Your objective » Those lines of the material below that fall between its first line and the line with "let product = Product::of(element, placement, shape);", both included, are to be repeated exactly.

Recorded data »

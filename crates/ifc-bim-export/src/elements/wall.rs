// This Source Code Form is subject to the terms of the Mozilla Public
// License, v. 2.0. If a copy of the MPL was not distributed with this
// file, You can obtain one at https://mozilla.org/MPL/2.0/.

use super::{positive, Product};
use crate::error::Result;
use crate::session::{Encoder, WallRef};
use ifc_bim_model::{BimElement, EntityId, IfcType, Point2, Quantity, QuantitySet, WallData};
use uuid::Uuid;

/// Length below which a wall has no usable axis
const MIN_WALL_LENGTH: f64 = 1e-6;

impl Encoder {
    /// Rectangle of length × thickness starting at the placement origin,
    /// run along local X and extruded by the height
    pub(crate) fn encode_wall(
        &mut self,
        element: &BimElement,
        wall: &WallData,
        storey: Uuid,
    ) -> Result<Option<EntityId>> {
        let length = wall.length();
        if !length.is_finite()
            || length <= MIN_WALL_LENGTH
            || !positive(wall.thickness)
            || !positive(wall.height)
        {
            log::warn!(
                "Skipping wall '{}': degenerate dimensions {:.3} x {:.3} x {:.3}",
                element.name,
                length,
                wall.thickness,
                wall.height
            );
            return Ok(None);
        }

        let offset = Point2::new(length / 2.0, 0.0);
        let profile = self.rectangle_profile(length, wall.thickness, offset)?;
        let solid = self.extrude(profile, wall.height, 0.0)?;
        let shape = self.product_shape(&[solid], "SweptSolid")?;
        let placement = self.element_placement(
            storey,
            wall.start.x,
            wall.start.y,
            element.placement.position.z,
            wall.angle(),
        )?;

        let product = Product::of(element, placement, shape);
        let entity = self.write_product(IfcType::IfcWallStandardCase, product, vec![])?;
        self.write_quantity_set(entity, &wall_quantities(wall))?;

        self.walls.insert(
            element.id,
            WallRef {
                entity,
                data: wall.clone(),
            },
        );
        Ok(Some(entity))
    }
}

/// Base quantities; openings are not subtracted, so net equals gross
pub fn wall_quantities(wall: &WallData) -> QuantitySet {
    let length = wall.length();
    let side_area = length * wall.height;
    let volume = side_area * wall.thickness;

    let mut set = QuantitySet::new("BaseQuantities");
    set.push(Quantity::length("Length", length));
    set.push(Quantity::length("Height", wall.height));
    set.push(Quantity::length("Width", wall.thickness));
    set.push(Quantity::area("GrossSideArea", side_area));
    set.push(Quantity::area("NetSideArea", side_area));
    set.push(Quantity::volume("GrossVolume", volume));
    set.push(Quantity::volume("NetVolume", volume));
    set
}
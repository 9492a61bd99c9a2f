// This Source Code Form is subject to the terms of the Mozilla Public
// License, v. 2.0. If a copy of the MPL was not distributed with this
// file, You can obtain one at https://mozilla.org/MPL/2.0/.

//! Counters
//!
//! A counter run is swept along its front polyline; depth is measured to
//! the left of travel. Up to four bands are extruded separately and written
//! as one multi-solid body.

use super::Product;
use crate::error::Result;
use crate::session::Encoder;
use ifc_bim_model::{AttributeValue as V, BimElement, CounterData, EntityId, IfcType, Point2};
use uuid::Uuid;

/// Footrest bar spans this band behind the front edge
const FOOTREST_FRONT: f64 = 0.02;
const FOOTREST_BACK: f64 = 0.05;
const FOOTREST_THICKNESS: f64 = 0.03;

/// One extruded band of a counter
#[derive(Clone, Debug, PartialEq)]
pub struct CounterSection {
    /// Closed plan outline: front edge forwards, back edge backwards
    pub outline: Vec<Point2>,
    /// Underside above the counter base
    pub z: f64,
    pub height: f64,
}

/// Offset a polyline sideways; positive `distance` moves it to the left
///
/// Interior vertices are mitred so both adjoining segments stay parallel
/// to the input.
pub fn offset_polyline(path: &[Point2], distance: f64) -> Vec<Point2> {
    if path.len() < 2 {
        return path.to_vec();
    }

    let mut normals: Vec<(f64, f64)> = Vec::with_capacity(path.len() - 1);
    for pair in path.windows(2) {
        let (dx, dy) = (pair[1].x - pair[0].x, pair[1].y - pair[0].y);
        let len = dx.hypot(dy);
        let normal = if len > f64::EPSILON {
            (-dy / len, dx / len)
        } else {
            normals.last().copied().unwrap_or((0.0, 0.0))
        };
        normals.push(normal);
    }

    path.iter()
        .enumerate()
        .map(|(i, p)| {
            let (nx, ny) = if i == 0 {
                normals[0]
            } else if i == path.len() - 1 {
                normals[i - 1]
            } else {
                let (a, b) = (normals[i - 1], normals[i]);
                let (mx, my) = (a.0 + b.0, a.1 + b.1);
                let len = mx.hypot(my);
                let cos = if len > f64::EPSILON { (mx * b.0 + my * b.1) / len } else { 0.0 };
                if cos < 0.1 {
                    // Hairpin turn, keep the outgoing normal
                    b
                } else {
                    (mx / len / cos, my / len / cos)
                }
            };
            Point2::new(p.x + nx * distance, p.y + ny * distance)
        })
        .collect()
}

fn band(front: Vec<Point2>, back: Vec<Point2>, z: f64, height: f64) -> Option<CounterSection> {
    let mut outline = front;
    outline.extend(back.into_iter().rev());
    (outline.len() >= 3 && height.is_finite() && height > 0.0).then_some(CounterSection {
        outline,
        z,
        height,
    })
}

/// Bands making up a counter: kick, body, top and optional footrest
///
/// The kick solid is present only when it has both a height and a recess,
/// but the body always starts at the kick height. A path with fewer than two
/// points has no bands.
pub fn counter_sections(counter: &CounterData) -> Vec<CounterSection> {
    let path = &counter.path;
    if path.len() < 2 {
        return Vec::new();
    }

    let has_kick = counter.kick_height > 0.0 && counter.kick_recess > 0.0;
    let body_base = counter.kick_height.max(0.0);
    let top_z = counter.height - counter.top_thickness;
    let back = offset_polyline(path, counter.depth);

    let mut sections = Vec::with_capacity(4);
    if has_kick {
        sections.push(band(
            path.clone(),
            offset_polyline(path, counter.depth - counter.kick_recess),
            0.0,
            counter.kick_height,
        ));
    }
    sections.push(band(path.clone(), back.clone(), body_base, top_z - body_base));
    sections.push(band(
        offset_polyline(path, -counter.overhang),
        back,
        top_z,
        counter.top_thickness,
    ));
    if counter.has_footrest {
        sections.push(band(
            offset_polyline(path, FOOTREST_FRONT),
            offset_polyline(path, FOOTREST_BACK),
            counter.footrest_height,
            FOOTREST_THICKNESS,
        ));
    }
    sections.into_iter().flatten().collect()
}

impl Encoder {
    /// Written as a building element proxy with object type `Counter`
    pub(crate) fn encode_counter(
        &mut self,
        element: &BimElement,
        counter: &CounterData,
        storey: Uuid,
    ) -> Result<Option<EntityId>> {
        let sections = counter_sections(counter);
        if sections.is_empty() {
            log::warn!("Skipping counter '{}': no solid sections", element.name);
            return Ok(None);
        }

        let mut solids = Vec::with_capacity(sections.len());
        for section in &sections {
            let profile = self.arbitrary_profile(&section.outline)?;
            solids.push(self.extrude(profile, section.height, section.z)?);
        }
        let shape = self.product_shape(&solids, "SweptSolid")?;
        let z = element.placement.position.z;
        let placement = self.element_placement(storey, 0.0, 0.0, z, 0.0)?;

        let entity = self.write_product(
            IfcType::IfcBuildingElementProxy,
            Product::of(element, placement, shape).object_type("Counter"),
            vec![V::Null],
        )?;
        Ok(Some(entity))
    }
}
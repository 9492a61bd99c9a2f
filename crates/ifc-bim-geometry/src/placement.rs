// This Source Code Form is subject to the terms of the Mozilla Public
// License, v. 2.0. If a copy of the MPL was not distributed with this
// file, You can obtain one at https://mozilla.org/MPL/2.0/.

//! Placement resolution
//!
//! Walks `IfcLocalPlacement.PlacementRelTo` chains. Two views are offered:
//! a plan view (position plus rotation about Z) used to recover parametric
//! elements, and a full 4x4 matrix used to place meshes. Both carry a
//! visited set; a chain that loops back on itself resolves to identity.

use ifc_bim_model::{DecodedEntity, EntityId, EntityResolver, IfcType};
use nalgebra::{Matrix3, Matrix4, Point2, Point3, Vector2, Vector3};
use rustc_hash::FxHashSet;

/// World placement of an object seen from above
#[derive(Debug, Clone, Copy, PartialEq)]
pub struct WorldPlacement {
    pub position: Vector3<f64>,
    /// Rotation about +Z, radians
    pub rotation_z: f64,
}

impl WorldPlacement {
    pub const IDENTITY: WorldPlacement = WorldPlacement {
        position: Vector3::new(0.0, 0.0, 0.0),
        rotation_z: 0.0,
    };

    /// `local` expressed in this placement's frame
    ///
    /// Plan offsets are rotated by this placement's rotation; Z adds directly.
    pub fn compose(&self, local: &WorldPlacement) -> WorldPlacement {
        let (sin, cos) = self.rotation_z.sin_cos();
        let l = &local.position;
        WorldPlacement {
            position: Vector3::new(
                self.position.x + cos * l.x - sin * l.y,
                self.position.y + sin * l.x + cos * l.y,
                self.position.z + l.z,
            ),
            rotation_z: self.rotation_z + local.rotation_z,
        }
    }

    /// Scale the translation, e.g. from file units to metres
    pub fn scaled(mut self, scale: f64) -> Self {
        self.position *= scale;
        self
    }
}

impl Default for WorldPlacement {
    fn default() -> Self {
        Self::IDENTITY
    }
}

/// Resolve the plan view of an object placement
///
/// Returns identity when the placement is missing or its chain is cyclic.
pub fn resolve_placement(resolver: &dyn EntityResolver, placement: EntityId) -> WorldPlacement {
    let mut visited = FxHashSet::default();
    match resolve_plan(resolver, placement, &mut visited) {
        Some(world) => world,
        None => {
            log::debug!("Placement chain from {placement} is cyclic; using identity");
            WorldPlacement::IDENTITY
        }
    }
}

/// `None` only when a cycle is found; broken links end the chain
fn resolve_plan(
    resolver: &dyn EntityResolver,
    id: EntityId,
    visited: &mut FxHashSet<EntityId>,
) -> Option<WorldPlacement> {
    if !visited.insert(id) {
        return None;
    }
    let Some(placement) = resolver.get(id) else {
        return Some(WorldPlacement::IDENTITY);
    };
    if placement.ifc_type != IfcType::IfcLocalPlacement {
        return Some(WorldPlacement::IDENTITY);
    }

    // RelativePlacement at index 1
    let local = placement
        .get_ref(1)
        .and_then(|axis| resolver.get(axis))
        .map(|axis| plan_of_axis(resolver, &axis))
        .unwrap_or_default();

    // PlacementRelTo at index 0
    match placement.get_ref(0) {
        Some(parent) => Some(resolve_plan(resolver, parent, visited)?.compose(&local)),
        None => Some(local),
    }
}

fn plan_of_axis(resolver: &dyn EntityResolver, axis: &DecodedEntity) -> WorldPlacement {
    let position = axis
        .get_ref(0)
        .and_then(|p| read_point(resolver, p))
        .map(|p| p.coords)
        .unwrap_or_else(Vector3::zeros);

    // RefDirection at index 2 for both 2D and 3D placements
    let rotation_z = axis
        .get_ref(2)
        .and_then(|d| read_direction(resolver, d))
        .map(|d| d.y.atan2(d.x))
        .unwrap_or(0.0);

    WorldPlacement {
        position,
        rotation_z,
    }
}

/// Full transform of an object placement, composed root first
///
/// Returns identity when the chain is cyclic.
pub fn placement_matrix(resolver: &dyn EntityResolver, placement: EntityId) -> Matrix4<f64> {
    let mut visited = FxHashSet::default();
    resolve_matrix(resolver, placement, &mut visited).unwrap_or_else(Matrix4::identity)
}

fn resolve_matrix(
    resolver: &dyn EntityResolver,
    id: EntityId,
    visited: &mut FxHashSet<EntityId>,
) -> Option<Matrix4<f64>> {
    if !visited.insert(id) {
        return None;
    }
    let Some(placement) = resolver.get(id) else {
        return Some(Matrix4::identity());
    };

    match placement.ifc_type {
        IfcType::IfcLocalPlacement => {
            let local = placement
                .get_ref(1)
                .and_then(|axis| axis2_placement_3d(resolver, axis))
                .unwrap_or_else(Matrix4::identity);
            match placement.get_ref(0) {
                Some(parent) => Some(resolve_matrix(resolver, parent, visited)? * local),
                None => Some(local),
            }
        }
        IfcType::IfcAxis2Placement3D => {
            Some(axis2_placement_3d(resolver, id).unwrap_or_else(Matrix4::identity))
        }
        _ => Some(Matrix4::identity()),
    }
}

/// Matrix of an `IfcAxis2Placement3D` (also accepts a 2D placement)
pub fn axis2_placement_3d(resolver: &dyn EntityResolver, id: EntityId) -> Option<Matrix4<f64>> {
    let placement = resolver.get(id)?;
    match placement.ifc_type {
        IfcType::IfcAxis2Placement3D => {}
        IfcType::IfcAxis2Placement2D => {
            let m = axis2_placement_2d(resolver, id)?;
            let mut out = Matrix4::identity();
            out.fixed_view_mut::<2, 2>(0, 0).copy_from(&m.fixed_view::<2, 2>(0, 0));
            out[(0, 3)] = m[(0, 2)];
            out[(1, 3)] = m[(1, 2)];
            return Some(out);
        }
        _ => return None,
    }

    let location = placement
        .get_ref(0)
        .and_then(|p| read_point(resolver, p))
        .unwrap_or_else(Point3::origin);
    let axis = placement
        .get_ref(1)
        .and_then(|d| read_direction(resolver, d))
        .and_then(|d| d.try_normalize(1e-12))
        .unwrap_or_else(Vector3::z);
    let ref_dir = placement
        .get_ref(2)
        .and_then(|d| read_direction(resolver, d))
        .unwrap_or_else(Vector3::x);

    // Project RefDirection onto the plane normal to Axis
    let x = (ref_dir - axis * ref_dir.dot(&axis))
        .try_normalize(1e-12)
        .or_else(|| any_perpendicular(&axis))?;
    let y = axis.cross(&x);

    Some(Matrix4::new(
        x.x, y.x, axis.x, location.x, //
        x.y, y.y, axis.y, location.y, //
        x.z, y.z, axis.z, location.z, //
        0.0, 0.0, 0.0, 1.0,
    ))
}

/// Homogeneous 2D matrix of an `IfcAxis2Placement2D`
pub fn axis2_placement_2d(resolver: &dyn EntityResolver, id: EntityId) -> Option<Matrix3<f64>> {
    let placement = resolver.get(id)?;
    if placement.ifc_type != IfcType::IfcAxis2Placement2D {
        return None;
    }

    let location = placement
        .get_ref(0)
        .and_then(|p| read_point(resolver, p))
        .map(|p| Point2::new(p.x, p.y))
        .unwrap_or_else(Point2::origin);
    let x = placement
        .get_ref(1)
        .and_then(|d| read_direction(resolver, d))
        .map(|d| Vector2::new(d.x, d.y))
        .and_then(|d| d.try_normalize(1e-12))
        .unwrap_or_else(Vector2::x);

    Some(Matrix3::new(
        x.x, -x.y, location.x, //
        x.y, x.x, location.y, //
        0.0, 0.0, 1.0,
    ))
}

fn any_perpendicular(axis: &Vector3<f64>) -> Option<Vector3<f64>> {
    let helper = if axis.x.abs() < 0.9 { Vector3::x() } else { Vector3::y() };
    axis.cross(&helper).try_normalize(1e-12)
}

/// Coordinates of an `IfcCartesianPoint`; missing components are zero
pub fn read_point(resolver: &dyn EntityResolver, id: EntityId) -> Option<Point3<f64>> {
    let point = resolver.get(id)?;
    if point.ifc_type != IfcType::IfcCartesianPoint {
        return None;
    }
    let coords = point.get_list(0)?;
    let c = |i: usize| coords.get(i).and_then(|v| v.as_float()).unwrap_or(0.0);
    Some(Point3::new(c(0), c(1), c(2)))
}

/// Ratios of an `IfcDirection`; a 2D direction gets z = 0
pub fn read_direction(resolver: &dyn EntityResolver, id: EntityId) -> Option<Vector3<f64>> {
    let direction = resolver.get(id)?;
    if direction.ifc_type != IfcType::IfcDirection {
        return None;
    }
    let ratios = direction.get_list(0)?;
    let c = |i: usize| ratios.get(i).and_then(|v| v.as_float()).unwrap_or(0.0);
    Some(Vector3::new(c(0), c(1), c(2)))
}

Answer section »
filename crates/ifc-bim-export/src/elements/wall.rs
// This Source Code Form is subject to the terms of the Mozilla Public
// License, v. 2.0. If a copy of the MPL was not distributed with this
// file, You can obtain one at https://mozilla.org/MPL/2.0/.

use super::{positive, Product};
use crate::error::Result;
use crate::session::{Encoder, WallRef};
use ifc_bim_model::{BimElement, EntityId, IfcType, Point2, Quantity, QuantitySet, WallData};
use uuid::Uuid;

/// Length below which a wall has no usable axis
const MIN_WALL_LENGTH: f64 = 1e-6;

impl Encoder {
    /// Rectangle of length × thickness starting at the placement origin,
    /// run along local X and extruded by the height
    pub(crate) fn encode_wall(
        &mut self,
        element: &BimElement,
        wall: &WallData,
        storey: Uuid,
    ) -> Result<Option<EntityId>> {
        let length = wall.length();
        if !length.is_finite()
            || length <= MIN_WALL_LENGTH
            || !positive(wall.thickness)
            || !positive(wall.height)
        {
            log::warn!(
                "Skipping wall '{}': degenerate dimensions {:.3} x {:.3} x {:.3}",
                element.name,
                length,
                wall.thickness,
                wall.height
            );
            return Ok(None);
        }

        let offset = Point2::new(length / 2.0, 0.0);
        let profile = self.rectangle_profile(length, wall.thickness, offset)?;
        let solid = self.extrude(profile, wall.height, 0.0)?;
        let shape = self.product_shape(&[solid], "SweptSolid")?;
        let placement = self.element_placement(
            storey,
            wall.start.x,
            wall.start.y,
            element.placement.position.z,
            wall.angle(),
        )?;

        let product = Product::of(element, placement, shape);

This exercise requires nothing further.